(Photo: Dominic Cotroneo/WCSN)
Arizona State came into the season with holes at all three outfield positions, and after six weeks one of those holes has yet to be filled permanently.
Daniel Williams, Tyler Williams, Brian Serven, Coltin Gerhart, Ryan Lillard and David Greer have all started in left field at some point this season, with none of them being able to hold onto the job for any prolonged period of time. Serven and Greer are obviously better suited at other positions, with Greer being primarily an infielder and Serven only seeing time in the outfield when head coach Tracy Smith wants to give him a break from catching.
Of the four that remain, each one possess the skills to be the everyday left fielder. It just hasn’t clicked for any of them. Let’s take a look at what each of them has done in their opportunities from head coach Tracy Smith to join Andrew Shaps and Gage Canning as regulars in the outfield.

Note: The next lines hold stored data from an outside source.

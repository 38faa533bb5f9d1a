//! Load-balanced ECS service patterns.
//!
//! Each pattern comes in an EC2 and a Fargate flavour sharing a base that
//! owns the load balancing side. Option combinations are checked while the
//! pattern is built, so a bad combination fails at the call site rather than
//! at synthesis.

pub mod application_load_balanced;
pub mod multiple_target_groups;
pub mod network_load_balanced;

use std::collections::BTreeMap;

use stratus_common::constants::{DEFAULT_CONTAINER_NAME, DEFAULT_CONTAINER_PORT};
use stratus_common::error::Result;
use stratus_synth::token::Value;
use stratus_synth::tree::{ConstructTree, NodeId, Output};

use crate::resources::ecs::{
    AwsLogDriver, BaseServiceOptions, CircuitBreaker, Cluster, Compatibility, ContainerDefinition,
    ContainerOptions, LaunchType, NetworkMode, PortMapping, PropagateTags, TaskDefinition,
    TaskDefinitionProps, get_or_create_cluster,
};
use crate::resources::ec2::Vpc;
use crate::resources::iam::Role;
use crate::resources::route53::{ARecord, HostedZone, RecordTarget};

/// How to build the task definition from an image.
#[derive(Debug, Clone)]
pub struct TaskImageOptions {
    /// Image reference.
    pub image: String,
    /// Container name. Defaults to `web`.
    pub container_name: Option<String>,
    /// Port the container listens on. Defaults to 80.
    pub container_port: Option<u16>,
    /// Ship container output to CloudWatch. Defaults to `true`.
    pub enable_logging: bool,
    /// Log driver to use instead of the default one.
    pub log_driver: Option<AwsLogDriver>,
    /// Plain environment variables.
    pub environment: BTreeMap<String, String>,
    /// Environment variables read from secrets.
    pub secrets: BTreeMap<String, String>,
    /// Command override.
    pub command: Vec<String>,
    /// Entry point override.
    pub entry_point: Vec<String>,
    /// Docker labels.
    pub docker_labels: BTreeMap<String, String>,
    /// Execution role to use instead of a generated one.
    pub execution_role: Option<Role>,
    /// Task role to use instead of a generated one.
    pub task_role: Option<Role>,
    /// Task definition family.
    pub family: Option<String>,
}

impl TaskImageOptions {
    /// Options running `image` with logging enabled.
    pub fn new(image: impl Into<String>) -> Self {
        Self {
            image: image.into(),
            container_name: None,
            container_port: None,
            enable_logging: true,
            log_driver: None,
            environment: BTreeMap::new(),
            secrets: BTreeMap::new(),
            command: Vec::new(),
            entry_point: Vec::new(),
            docker_labels: BTreeMap::new(),
            execution_role: None,
            task_role: None,
            family: None,
        }
    }

    fn container_name(&self) -> &str {
        self.container_name.as_deref().unwrap_or(DEFAULT_CONTAINER_NAME)
    }
}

The two-sport athlete out of Murrieta, California, Gerhart has been praised by Smith for his physical condition, but he has missed valuable practice time the previous two fall practices because of his obligations with the ASU football team. While he has appeared in 14 of 21 games this year, he only has five starts and is hitting .179 with two RBI. The bright side is that he has already matched his RBI total from his entire freshman year.
The junior college transfer was the Opening Night left fielder and leadoff hitter for ASU, but his 16 strikeouts in 36 at-bats is a large reason why he has been in and out of the lineup in his first year in Phoenix. The Round Rock, Texas, native understands that the jump from JUCO to the NCAA is massive, but calls himself “…a huge competitor” and expects himself to perform at a level that warrants him getting significant playing time.
The sophomore has had some big moments for ASU this season, with a walk-off single against UC Davis to hang his cap on. He also has the highest average out of this quartet at .286. In his limited sample size, with seven starts and 10 total appearances, he also boasts a 1.000 fielding percentage. He seems to be the most suited to take a stranglehold on the job, being a sophomore who has been fully involved with all baseball activities unlike Gerhart, more experience in the program than newcomers Daniel and Tyler Williams, and a prospect pedigree that only the next candidate usurps.
Ranked the top high school player in Arizona by Perfect Game USA at the conclusion of his senior season at Raymond S. Kellis High School in Glendale, Williams has struggled so far in his introduction to college baseball. He has just four starts, and has only three hits in 15 at bats. It’s not unusual that Smith has kept him mostly as a reserve to allow him time to learn and adapt to the college game, but given his accolades and statistics in high school, it’s likely that Smith will want him to seize the role in the future.